Opened to the public late last year, the Three Capes Track offers visitors a visually stunning walking experience in Tasman National Park, which frames the eastern side of Port Arthur.

The construction of the track included kilometres of formed track (either gravel or pine boards) and three huts, providing walkers a safe, short and not-overly taxing alternative to other iconic experiences Tasmania offers, such as the Overland Track.

Now a contract has been awarded to the Tasmanian Walking Company to offer a ‘private walk’ experience on the Three Capes Track, which includes the ability to build two new ‘eco lodges’ in which the company’s guests will stay.

While the plan is in its very early stages, the Three Capes Track itself is already proving popular for tourists, and this new development will no doubt foster higher levels of traffic.

“While our country is known for its raw, natural beauty, it’s important that we continue to proactively promote the breadth, depth and quality of world-class tourism experiences which can be enjoyed on or close to Australia’s spectacular coastline, as will undoubtedly be the case with this new venture and the Three Capes Track walk,” said Tourism Australia’s managing director, John O’Sullivan.

Unlike the more basic experience offered by Tasmania Parks and Wildlife (TPWS), the Tasmanian Walking Company is offering a premium option, replete with professional guides to provide ‘detailed interpretation to their small groups as they make their way past ancient eucalypt forests, moorlands and heath’.

Initially, local bushwalkers raised concerns that the development of the Three Capes Track would not only come at a cost to the local environment, but at a cost of $495 the experience would shut many of them out. Responding to those concerns, TPWS have included a new campsite, dubbed Wughalee Falls, while allowing bushwalkers continued access from Fortescue Bay via the Cape Pillar Track as an alternative to the pricier, hut-based experience.
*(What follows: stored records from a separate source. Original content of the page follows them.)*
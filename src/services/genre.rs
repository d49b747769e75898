use crate::models::Thresholds;
use crate::services::normalize::normalize_key;

/// Query words that select the horror threshold
const HORROR_MARKERS: [&str; 6] = ["horreur", "epouvante", "frisson", "gore", "peur", "horror"];

/// Query words meaning "no genre filter"
const ALL_GENRES_MARKERS: [&str; 4] = ["tous", "toutes", "all", "any"];

pub fn is_horror_query(genre: &str) -> bool {
    let key = normalize_key(genre);
    HORROR_MARKERS.iter().any(|marker| key.contains(marker))
}

pub fn is_all_genres_query(genre: &str) -> bool {
    normalize_key(genre)
        .split('-')
        .any(|word| ALL_GENRES_MARKERS.contains(&word))
}

/// Spectator rating a candidate must strictly exceed for this query
pub fn spectator_threshold(thresholds: &Thresholds, genre: &str) -> f64 {
    if is_horror_query(genre) {
        thresholds.horror
    } else {
        thresholds.default
    }
}

/// Case-insensitive substring match of the query against any candidate genre
pub fn genre_matches(genre: &str, candidate_genres: &[String]) -> bool {
    if is_all_genres_query(genre) {
        return true;
    }
    let needle = genre.trim().to_lowercase();
    candidate_genres
        .iter()
        .any(|g| g.to_lowercase().contains(&needle))
}
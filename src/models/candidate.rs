use serde::{Deserialize, Serialize};

use super::MediaType;

/// A title proposed by the catalog, before filtering and scoring
///
/// Ratings are on a 0-5 scale. `presse` is absent when the catalog has no
/// press aggregate for the title.
#[derive(Debug, Clone, Serialize, Deserialize, PartialEq)]
pub struct Candidate {
    pub titre: String,
    #[serde(default)]
    pub annee: String,
    #[serde(rename = "type")]
    pub media_type: MediaType,
    #[serde(default)]
    pub genres: Vec<String>,
    pub presse: Option<f64>,
    pub spectateurs: Option<f64>,
    #[serde(default)]
    pub accroche: String,
    pub affiche_url: Option<String>,
    #[serde(default)]
    pub cast: Vec<String>,
    #[serde(default)]
    pub crew: Vec<String>,
    pub canonical_key: String,
    #[serde(default, skip_serializing_if = "Option::is_none")]
    pub duree: Option<String>,
}

impl Candidate {
    pub fn has_poster(&self) -> bool {
        self.affiche_url
            .as_deref()
            .is_some_and(|url| !url.trim().is_empty())
    }
}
Heath Garratt, general manager for Tamanian Walking Company, said the operator was currently working through regulatory processes to ensure the lodge developments wouldn’t exceed ecological impact criteria.

“There’s essentially four levels of approval we need to work through,” he said. “The three obvious ones are federal, state and local government approvals, while we also rate our internal processes as a critical part of this work also.

“As part of that, we’ll be conducting another on-site inspection next week, in which our architect will be joined by an independent ecologist, geomorphologist and other experts to not only ensure local flora and fauna won’t be adversely impacted, but that we take into consideration things like visual impact as well.”

While other businesses find these level of bureaucratic hurdles a great burden to doing business, Garratt indicated that is not the case for Tasmanian Walking Company.

“You hear people complaining a lot about ‘green tape’,” he said. “We embrace the fact that it needs to be there. We’d much  prefer to be seen to be going through these processes rather than running roughshod over our natural heritage. After all, a pristine, beautiful environment is what our customers expect us to provide.”